#[cfg(test)]
mod tests {
    use super::*;
    use crate::axis::{Axis, AxisError, SoftAxis};
    use crate::geometry::{JointGeometry, DEFAULT_ALPHA};
    use rand::rngs::StdRng;
    use rand::{Rng, SeedableRng};
    use std::cell::RefCell;
    use std::f64::consts::{FRAC_PI_2, PI};
    use std::sync::Arc;

    fn cone_offset() -> Vector3<f64> {
        Vector3::new(0.0, 0.0, 0.0)
    }

    fn flat_offset() -> Vector3<f64> {
        Vector3::new(-10.0, 0.0, -20.0)
    }

    fn vee_offset() -> Vector3<f64> {
        Vector3::new(10.0, 0.0, -20.0)
    }

    fn joint(
        geometry: JointGeometry,
        offset: Vector3<f64>,
        slide: Option<Arc<dyn Axis>>,
        lift: Arc<dyn Axis>,
    ) -> Joint {
        Joint::new(lift, slide, geometry, offset)
    }

    /// A six-axis stand at rest, returning the soft axes for inspection in
    /// (cone slide, cone lift, flat slide, flat lift, vee slide, vee lift)
    /// order.
    fn soft_stand() -> (Stand, Vec<Arc<SoftAxis>>) {
        let names = [
            "cone_slide", "cone_lift", "flat_slide", "flat_lift", "vee_slide", "vee_lift",
        ];
        let axes: Vec<Arc<SoftAxis>> = names
            .iter()
            .map(|name| Arc::new(SoftAxis::new(name, 0.0)))
            .collect();
        let stand = Stand::new(
            joint(
                JointGeometry::cone(DEFAULT_ALPHA),
                cone_offset(),
                Some(axes[0].clone() as Arc<dyn Axis>),
                axes[1].clone() as Arc<dyn Axis>,
            ),
            joint(
                JointGeometry::angled(DEFAULT_ALPHA),
                flat_offset(),
                Some(axes[2].clone() as Arc<dyn Axis>),
                axes[3].clone() as Arc<dyn Axis>,
            ),
            joint(
                JointGeometry::angled(DEFAULT_ALPHA),
                vee_offset(),
                Some(axes[4].clone() as Arc<dyn Axis>),
                axes[5].clone() as Arc<dyn Axis>,
            ),
        );
        (stand, axes)
    }

    fn axis_values(axes: &[Arc<SoftAxis>]) -> Vec<f64> {
        axes.iter().map(|axis| axis.position().unwrap()).collect()
    }

    #[test]
    fn test_rest_pose_is_identity() {
        let (stand, _) = soft_stand();
        let pose = stand.pose().unwrap();
        assert!(pose.translation.vector.norm() < 1e-12);
        assert!(pose.rotation.angle() < 1e-12);
    }

    #[test]
    fn test_translate_and_return() {
        let (mut stand, axes) = soft_stand();
        stand.translate(1.0, 2.0, 0.0).unwrap();

        let pose = stand.pose().unwrap();
        assert!((pose.translation.vector - Vector3::new(1.0, 2.0, 0.0)).norm() < 1e-3);
        assert!(pose.rotation.angle() < 1e-5);
        // The lift alone realizes the vertical part, the slide compensates
        // the horizontal leak of the tilted lift.
        assert!((axes[1].position().unwrap() - 7.7274).abs() < 1e-3);
        assert!((axes[0].position().unwrap() + 6.4641).abs() < 1e-3);

        stand.translate(-1.0, -2.0, 0.0).unwrap();
        let pose = stand.pose().unwrap();
        assert!(pose.translation.vector.norm() < 1e-3);
        for value in axis_values(&axes) {
            assert!(value.abs() < 1e-3);
        }
    }

    #[test]
    fn test_rotate_about_the_cone() {
        let (mut stand, axes) = soft_stand();
        let (pitch, yaw, roll) = (PI / 180.0, PI / 60.0, PI / 90.0);
        stand.rotate(pitch, yaw, roll).unwrap();

        let (p, y, r) = stand.angles().unwrap();
        assert!((p - pitch).abs() < 1e-5);
        assert!((y - yaw).abs() < 1e-5);
        assert!((r - roll).abs() < 1e-5);
        // A rotation about the cone must not spend any cone stage motion.
        assert!(axes[0].position().unwrap().abs() < 1e-6);
        assert!(axes[1].position().unwrap().abs() < 1e-6);

        // Finite rotations do not commute, so reversing the increments only
        // returns to rest within a second-order residual.
        stand.rotate(-pitch, -yaw, -roll).unwrap();
        let (p, y, r) = stand.angles().unwrap();
        assert!(p.abs() < PI / 180.0);
        assert!(y.abs() < PI / 180.0);
        assert!(r.abs() < PI / 180.0);
    }

    #[test]
    fn test_move_to_current_pose_is_idempotent() {
        let (mut stand, axes) = soft_stand();
        stand.translate(0.5, 1.0, 0.0).unwrap();
        let before = axis_values(&axes);

        let pose = stand.pose().unwrap();
        stand.move_to_pose(&pose).unwrap();
        let after = axis_values(&axes);
        for (a, b) in before.iter().zip(after.iter()) {
            assert!((a - b).abs() < 1e-9);
        }
    }

    #[test]
    fn test_out_of_travel_rejected_before_any_motion() {
        let names = [
            "cone_slide", "cone_lift", "flat_slide", "flat_lift", "vee_slide", "vee_lift",
        ];
        let axes: Vec<Arc<SoftAxis>> = names
            .iter()
            .map(|name| {
                if *name == "cone_lift" {
                    Arc::new(SoftAxis::with_limits(name, 0.0, -5.0, 5.0))
                } else {
                    Arc::new(SoftAxis::new(name, 0.0))
                }
            })
            .collect();
        let mut stand = Stand::new(
            joint(
                JointGeometry::cone(DEFAULT_ALPHA),
                cone_offset(),
                Some(axes[0].clone() as Arc<dyn Axis>),
                axes[1].clone() as Arc<dyn Axis>,
            ),
            joint(
                JointGeometry::angled(DEFAULT_ALPHA),
                flat_offset(),
                Some(axes[2].clone() as Arc<dyn Axis>),
                axes[3].clone() as Arc<dyn Axis>,
            ),
            joint(
                JointGeometry::angled(DEFAULT_ALPHA),
                vee_offset(),
                Some(axes[4].clone() as Arc<dyn Axis>),
                axes[5].clone() as Arc<dyn Axis>,
            ),
        );

        // Needs a cone lift of about 7.7, past the 5.0 travel limit.
        let result = stand.translate(1.0, 2.0, 0.0);
        assert!(matches!(result, Err(StandError::OutOfRange { .. })));
        for axis in &axes {
            assert_eq!(axis.moves(), 0);
        }
    }

    #[test]
    fn test_beam_translation_fails_without_motion() {
        let (mut stand, axes) = soft_stand();
        let result = stand.translate(0.0, 0.0, 1.0);
        assert!(matches!(result, Err(StandError::Convergence { .. })));
        for axis in &axes {
            assert_eq!(axis.moves(), 0);
        }
    }

    /// Wraps a soft axis so every accepted move lands slightly off target,
    /// the way a real stage settles within its deadband.
    struct NoisyAxis {
        inner: SoftAxis,
        rng: RefCell<StdRng>,
        amplitude: f64,
    }

    impl Axis for NoisyAxis {
        fn name(&self) -> &str {
            self.inner.name()
        }

        fn position(&self) -> Result<f64, AxisError> {
            self.inner.position()
        }

        fn move_to(&self, target: f64) -> Result<(), AxisError> {
            let noise = self.rng.borrow_mut().random_range(-self.amplitude..self.amplitude);
            self.inner.move_to(target + noise)
        }

        fn travel_limits(&self) -> (f64, f64) {
            self.inner.travel_limits()
        }
    }

    #[test]
    fn test_noisy_axes_do_not_accumulate_drift() {
        let names = [
            "cone_slide", "cone_lift", "flat_slide", "flat_lift", "vee_slide", "vee_lift",
        ];
        let axes: Vec<Arc<NoisyAxis>> = names
            .iter()
            .enumerate()
            .map(|(index, name)| {
                Arc::new(NoisyAxis {
                    inner: SoftAxis::new(name, 0.0),
                    rng: RefCell::new(StdRng::seed_from_u64(7 + index as u64)),
                    amplitude: 1e-3,
                })
            })
            .collect();
        let mut stand = Stand::new(
            joint(
                JointGeometry::cone(DEFAULT_ALPHA),
                cone_offset(),
                Some(axes[0].clone() as Arc<dyn Axis>),
                axes[1].clone() as Arc<dyn Axis>,
            ),
            joint(
                JointGeometry::angled(DEFAULT_ALPHA),
                flat_offset(),
                Some(axes[2].clone() as Arc<dyn Axis>),
                axes[3].clone() as Arc<dyn Axis>,
            ),
            joint(
                JointGeometry::angled(DEFAULT_ALPHA),
                vee_offset(),
                Some(axes[4].clone() as Arc<dyn Axis>),
                axes[5].clone() as Arc<dyn Axis>,
            ),
        );

        // Each move starts from the latest readback, so readback noise stays
        // bounded instead of compounding across the cycles.
        for _ in 0..10 {
            stand.translate(1.0, 0.0, 0.0).unwrap();
            stand.translate(-1.0, 0.0, 0.0).unwrap();
        }
        let pose = stand.pose().unwrap();
        assert!(pose.translation.vector.norm() < 1e-2);
        assert!(pose.rotation.angle() < 1e-2);
    }

    #[test]
    fn test_room_rotation_maps_requests_into_the_base() {
        let (mut stand, _) = soft_stand();
        stand = stand.with_stand_to_room(rotation_from_angles(0.0, 0.0, FRAC_PI_2));

        stand.translate(1.0, 0.0, 0.0).unwrap();
        let pose = stand.pose().unwrap();
        assert!((pose.translation.vector - Vector3::new(1.0, 0.0, 0.0)).norm() < 1e-3);
        // A room x request is a base -y displacement under a quarter turn.
        let cone = stand.cone().position().unwrap();
        assert!((cone - Vector3::new(0.0, -1.0, 0.0)).norm() < 1e-3);
    }

    #[test]
    fn test_five_axis_stand_round_trip() {
        let build = |values: [f64; 5]| {
            let slides = [
                Arc::new(SoftAxis::new("cone_slide", values[0])),
                Arc::new(SoftAxis::new("vee_slide", values[3])),
            ];
            let lifts = [
                Arc::new(SoftAxis::new("cone_lift", values[1])),
                Arc::new(SoftAxis::new("flat_lift", values[2])),
                Arc::new(SoftAxis::new("vee_lift", values[4])),
            ];
            let stand = Stand::new(
                joint(
                    JointGeometry::cone(DEFAULT_ALPHA),
                    cone_offset(),
                    Some(slides[0].clone() as Arc<dyn Axis>),
                    lifts[0].clone() as Arc<dyn Axis>,
                ),
                joint(
                    JointGeometry::angled(DEFAULT_ALPHA),
                    flat_offset(),
                    None,
                    lifts[1].clone() as Arc<dyn Axis>,
                ),
                joint(
                    JointGeometry::angled(DEFAULT_ALPHA),
                    vee_offset(),
                    Some(slides[1].clone() as Arc<dyn Axis>),
                    lifts[2].clone() as Arc<dyn Axis>,
                ),
            );
            (stand, slides, lifts)
        };

        let reached = [0.4, -0.2, 0.3, 0.1, 0.25];
        let (recorded, _, _) = build(reached);
        let target = recorded.pose().unwrap();

        let (mut stand, slides, lifts) = build([2.0, 1.0, -1.0, 0.5, -0.5]);
        stand.move_to_pose(&target).unwrap();
        let solved = [
            slides[0].position().unwrap(),
            lifts[0].position().unwrap(),
            lifts[1].position().unwrap(),
            slides[1].position().unwrap(),
            lifts[2].position().unwrap(),
        ];
        for (a, b) in solved.iter().zip(reached.iter()) {
            assert!((a - b).abs() < 1e-3);
        }
    }

    #[test]
    fn test_align_steers_the_far_point_about_the_pivot() {
        let (mut stand, _) = soft_stand();
        let probe = Point3::new(0.0, 0.0, -150.0);
        let pivot = Point3::new(0.0, 0.0, -1.0);
        let start = stand.pose().unwrap().transform_point(&probe);

        stand.align(-150.0, 2.0, 3.0, -1.0).unwrap();
        let pose = stand.pose().unwrap();
        let moved = pose.transform_point(&probe) - start;
        assert!((moved.x - 2.0).abs() < 0.01);
        assert!((moved.y - 3.0).abs() < 0.01);
        let held = pose.transform_point(&pivot) - Point3::new(0.0, 0.0, -1.0);
        assert!(held.x.abs() < 0.01);
        assert!(held.y.abs() < 0.01);

        // A second alignment accumulates on top of the first.
        stand.align(-150.0, -4.0, 6.0, -1.0).unwrap();
        let moved = stand.pose().unwrap().transform_point(&probe) - start;
        assert!((moved.x + 2.0).abs() < 0.01);
        assert!((moved.y - 9.0).abs() < 0.01);
    }

    #[test]
    fn test_align_at_the_pivot_is_rejected() {
        let (mut stand, _) = soft_stand();
        let result = stand.align(-1.0, 1.0, 0.0, -1.0);
        assert!(matches!(result, Err(StandError::Unreachable(_))));
    }
}
//! Kinematic abstraction for a detector stand suspended on three angled
//! motor stages.
//!
//! The stand rests on a cone, a flat and a vee joint. Each joint is carried
//! by a horizontal slide and a lift whose axis is tilted off the vertical, so
//! a single motor never moves the detector along a single Cartesian axis.
//! This crate hides that coupling behind two layers:
//!
//! - per joint, [`joints::Joint::set_xy`] decouples the two stages through
//!   the closed-form inverse of the coupling map, so callers command
//!   joint-local displacements instead of motors;
//! - per stand, [`stand::Stand`] exposes whole-body operations (translate,
//!   rotate, steer a far point of the detector axis) through one funnel that
//!   solves a target pose into axis positions and validates every stage
//!   target before anything moves.
//!
//! The forward direction (three joint positions to a pose) is analytic. The
//! reverse direction is deliberately not: the solver in [`solver`] iterates a
//! Newton refinement anchored at the live encoder readings, which keeps long
//! sequences of relative moves from accumulating the model drift an open-loop
//! analytic inverse would collect, and picks the minimum-motion configuration
//! when the stand has a redundant degree of freedom.
//!
//! # Example
//!
//! A fully software-backed stand, lifted by 2 and shifted sideways by 1:
//!
//! ```
//! use nalgebra::Vector3;
//! use std::sync::Arc;
//! use stand_kinematics::axis::{Axis, SoftAxis};
//! use stand_kinematics::calibration::StandCalibration;
//!
//! fn main() -> Result<(), stand_kinematics::stand_error::StandError> {
//!     let axis = |name: &str| Arc::new(SoftAxis::new(name, 0.0)) as Arc<dyn Axis>;
//!     let mut stand = StandCalibration::default().assemble(
//!         (axis("cone_lift"), Some(axis("cone_slide"))),
//!         (axis("flat_lift"), None),
//!         (axis("vee_lift"), Some(axis("vee_slide"))),
//!     );
//!
//!     stand.translate(1.0, 2.0, 0.0)?;
//!     let pose = stand.pose()?;
//!     assert!((pose.translation.vector - Vector3::new(1.0, 2.0, 0.0)).norm() < 1e-3);
//!     Ok(())
//! }
//! ```

pub mod axis;
pub mod calibration;
pub mod frames;
pub mod geometry;
pub mod joints;
pub mod solver;
pub mod stand;
pub mod stand_error;
pub mod utils;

--- Activity ---
Copy out every line from the data above that has "held" in it.

--- Solution to this task ---
        let held = pose.transform_point(&pivot) - Point3::new(0.0, 0.0, -1.0);
        assert!(held.x.abs() < 0.01);
        assert!(held.y.abs() < 0.01);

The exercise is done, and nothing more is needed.